The Transport of Unsaturated Groundwater and Heat – Rigid Body Spring Network (TOUGH-RBSN) code was modified and tested for Phase I hydraulic fracture propagation simulations in complex fractured rock. The elastic and strength anisotropy algorithms were tested and verified for modeling laboratory scale samples under compression. The numerical code was initially tested for fluid-driven fracture propagation of a single fracture, and a sensitivity analysis was conducted to determine input parameters for the modeling experiments. A number of model grids were set up to represent the exact heterogeneity features of the 3D-laser engraved synthetic samples (Figure 3).
Using field data from the Mont Terri Hydraulic fracturing experiments, a field scale hydraulic fracturing model was developed as part of the Phase I effort. The results show some deviation of the fracture propagation from the bedding plane orientation; the fractures tend to be oriented more towards the maximum stress. However, the Mont Terri hydraulic fracturing experiments exhibited complex behavior that was not captured in the model.
The Phase II research effort began on October 1, 2016. In Phase II, laboratory activity focused on shale property characterization and fracture compaction visualization experiments. Initial laboratory work focused on the development of an instrumented micro-indention system for examining shale elastic-plastic properties and grain-scale deformation using small chips and cores (Figure 5). A new LabView code was written for the micro-indention system to allow semi-automated loading and unloading tests for a given set of predetermined test parameters. Using the micro-indentation system and other laboratory equipment, shale property characterization and ductility measurements were completed on core from the Barnett, Niobrara, Eagle Ford, Marcellus, and Mancos Shales. The shale properties that were measured include: material density, anisotropic seismic velocity, dynamic elastic moduli, mineral composition, Young’s modulus, hardness, and ductility index. Based on the results of the shale property characterization, clay-rich Barnett Shale and Marcellus Shale samples from the Marcellus Shale Energy and Environmental Laboratory (MSEEL) appeared best for investigating the impact of fracture deformation and proppant embedment on fracture permeability loss, while the Mancos, Eagle Ford, Marcellus (outcrop), and Niobrara Shales appear to be less sensitive to water and exhibit smaller ductility.

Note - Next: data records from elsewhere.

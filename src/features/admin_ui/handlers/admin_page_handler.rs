use std::sync::Arc;

use axum::{
    extract::{Query, State},
    response::Html,
};

use crate::core::error::Result;
use crate::features::activity_logs::dtos::LogQuery;
use crate::features::admin_ui::services::AdminPageService;
use crate::features::auth::guards::RequireAdministrator;
use crate::shared::types::PaginationQuery;

/// Settings page
#[utoipa::path(
    get,
    path = "/admin/settings",
    responses(
        (status = 200, description = "HTML page", content_type = "text/html"),
        (status = 401, description = "Unauthorized"),
        (status = 403, description = "Forbidden - Administrator access required")
    ),
    tag = "admin",
    security(
        ("bearer_auth" = [])
    )
)]
pub async fn settings_page(
    RequireAdministrator(_user): RequireAdministrator,
    State(service): State<Arc<AdminPageService>>,
) -> Result<Html<String>> {
    Ok(Html(service.settings_page().await?))
}

/// Uploaded files page
#[utoipa::path(
    get,
    path = "/admin/files",
    params(PaginationQuery),
    responses(
        (status = 200, description = "HTML page", content_type = "text/html"),
        (status = 401, description = "Unauthorized"),
        (status = 403, description = "Forbidden - Administrator access required")
    ),
    tag = "admin",
    security(
        ("bearer_auth" = [])
    )
)]
pub async fn files_page(
    RequireAdministrator(user): RequireAdministrator,
    State(service): State<Arc<AdminPageService>>,
    Query(query): Query<PaginationQuery>,
) -> Result<Html<String>> {
    Ok(Html(service.files_page(&user, &query).await?))
}

/// Activity log page
#[utoipa::path(
    get,
    path = "/admin/logs",
    params(LogQuery),
    responses(
        (status = 200, description = "HTML page", content_type = "text/html"),
        (status = 401, description = "Unauthorized"),
        (status = 403, description = "Forbidden - Administrator access required")
    ),
    tag = "admin",
    security(
        ("bearer_auth" = [])
    )
)]
pub async fn logs_page(
    RequireAdministrator(_user): RequireAdministrator,
    State(service): State<Arc<AdminPageService>>,
    Query(query): Query<LogQuery>,
) -> Result<Html<String>> {
    Ok(Html(service.logs_page(&query).await?))
}

/// Integration instructions page
#[utoipa::path(
    get,
    path = "/admin/instructions",
    responses(
        (status = 200, description = "HTML page", content_type = "text/html"),
        (status = 401, description = "Unauthorized"),
        (status = 403, description = "Forbidden - Administrator access required")
    ),
    tag = "admin",
    security(
        ("bearer_auth" = [])
    )
)]
pub async fn instructions_page(
    RequireAdministrator(_user): RequireAdministrator,
    State(service): State<Arc<AdminPageService>>,
) -> Result<Html<String>> {
    Ok(Html(service.instructions_page().await?))
}
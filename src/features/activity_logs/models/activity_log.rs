use chrono::{DateTime, Utc};
use serde::{Deserialize, Serialize};
use sqlx::FromRow;
use utoipa::ToSchema;

use crate::features::auth::model::AuthenticatedUser;

/// Database model for an activity log entry
#[derive(Debug, Clone, FromRow, Serialize, Deserialize, ToSchema)]
pub struct ActivityLog {
    pub id: i64,
    pub action: String,
    pub file: Option<String>,
    pub user_id: Option<String>,
    pub user_login: Option<String>,
    pub ip: Option<String>,
    pub time: DateTime<Utc>,
    pub details: Option<String>,
}

/// Data for appending a log entry
#[derive(Debug, Clone, Default)]
pub struct CreateActivityLog {
    pub action: String,
    pub file: Option<String>,
    pub user_id: Option<String>,
    pub user_login: Option<String>,
    pub ip: Option<String>,
    pub details: Option<String>,
}

impl CreateActivityLog {
    pub fn new(action: &str) -> Self {
        Self {
            action: action.to_string(),
            ..Default::default()
        }
    }

    pub fn file(mut self, file: impl Into<String>) -> Self {
        self.file = Some(file.into());
        self
    }

    pub fn user(mut self, user: Option<&AuthenticatedUser>) -> Self {
        if let Some(user) = user {
            self.user_id = Some(user.sub.clone());
            self.user_login = Some(user.display_login().to_string());
        }
        self
    }

    pub fn ip(mut self, ip: impl Into<String>) -> Self {
        self.ip = Some(ip.into());
        self
    }

    pub fn details(mut self, details: impl Into<String>) -> Self {
        self.details = Some(details.into());
        self
    }
}
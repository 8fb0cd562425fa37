use chrono::{DateTime, Utc};
use serde::{Deserialize, Serialize};
use utoipa::{IntoParams, ToSchema};
use validator::Validate;

/// Query string of the public download endpoint
#[derive(Debug, Clone, Default, Deserialize, IntoParams)]
pub struct DownloadQuery {
    /// Stored file name
    pub file: Option<String>,
    /// Download token issued for `file`
    pub token: Option<String>,
    /// Encrypted download reference, used instead of `file` + `token`
    #[serde(rename = "ref")]
    pub reference: Option<String>,
}

#[derive(Debug, Clone, Deserialize, Validate, ToSchema)]
pub struct IssueTokenDto {
    /// Stored file name
    #[validate(length(min = 1, max = 255, message = "file is required"))]
    pub file: String,
}

/// A ready-to-use download link for the requesting user
#[derive(Debug, Clone, Serialize, Deserialize, ToSchema)]
pub struct DownloadLinkDto {
    pub file: String,
    pub token: String,
    pub url: String,
    /// Token-free link carrying an encrypted reference
    #[serde(skip_serializing_if = "Option::is_none")]
    pub reference_url: Option<String>,
    /// When the token stops verifying
    pub token_valid_until: DateTime<Utc>,
    /// When the link itself expires (link expiry enabled and link issued)
    #[serde(skip_serializing_if = "Option::is_none")]
    pub link_expires_at: Option<DateTime<Utc>>,
}

impl DownloadLinkDto {
    /// The link to write back into the form submission. The reference link
    /// outlives the token window and is not bound to the uploader.
    pub fn form_value(&self) -> &str {
        self.reference_url.as_deref().unwrap_or(&self.url)
    }
}

#[cfg(test)]
mod tests {
    use super::*;

    fn link(reference_url: Option<&str>) -> DownloadLinkDto {
        DownloadLinkDto {
            file: "a1b2.bin".to_string(),
            token: "tok".to_string(),
            url: "https://forms.example.org/download?file=a1b2.bin&token=tok".to_string(),
            reference_url: reference_url.map(str::to_string),
            token_valid_until: Utc::now(),
            link_expires_at: None,
        }
    }

    #[test]
    fn test_form_value_prefers_reference_link() {
        let dto = link(Some("https://forms.example.org/download?ref=abc"));
        assert_eq!(dto.form_value(), "https://forms.example.org/download?ref=abc");
        assert!(!dto.form_value().contains("token="));
    }

    #[test]
    fn test_form_value_falls_back_to_token_link() {
        let dto = link(None);
        assert!(dto.form_value().contains("token=tok"));
    }
}
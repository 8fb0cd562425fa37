mod download_dto;

pub use download_dto::*;
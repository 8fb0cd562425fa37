use axum::{
    extract::DefaultBodyLimit,
    routing::{get, post},
    Router,
};
use std::sync::Arc;

use crate::features::files::handlers::{
    get_submission_files, intercept_uploads, list_files, upload_file,
};
use crate::features::files::services::{FileService, UploadService};
use crate::shared::constants::MAX_UPLOAD_SIZE;

#[derive(Clone)]
pub struct FilesState {
    pub uploads: Arc<UploadService>,
    pub files: Arc<FileService>,
}

/// Create routes for the files feature
pub fn routes(uploads: Arc<UploadService>, files: Arc<FileService>) -> Router {
    let state = FilesState { uploads, files };

    Router::new()
        .route("/api/uploads/intercept", post(intercept_uploads))
        .route(
            "/api/files/upload",
            // Allow body size up to MAX_UPLOAD_SIZE + buffer for multipart overhead
            post(upload_file).layer(DefaultBodyLimit::max(MAX_UPLOAD_SIZE + 1024 * 1024)),
        )
        .route("/api/files", get(list_files))
        .route("/api/files/submission", get(get_submission_files))
        .with_state(state)
}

In Phase II, laboratory activity also focused on the design, fabrication, and testing of a shale fracture compaction visualization cell for use in fracture closure and proppant embedment experiments (Figure 6). After several design iterations of the X-ray transparent fracture compaction view cell, the system was successfully pressure tested and verified for optical and X-ray CT visibility of fractured rock samples. Initial laboratory tests were completed to assess fracture closure in shales of varying ductility prior to the introduction of proppant. In initial tests, all shale samples demonstrated large reductions in fracture aperture with time and increased confining pressure, as expected (Figure 7). In addition, very little shale deformation was observed. With the introduction of proppant, the fracture compaction behavior became more complex — both proppant crushing and proppant embedment during fracture closure were observed. Also, both the Barnett and Marcellus Shale exhibited more brittle behavior than was anticipated based on the shale property characterization.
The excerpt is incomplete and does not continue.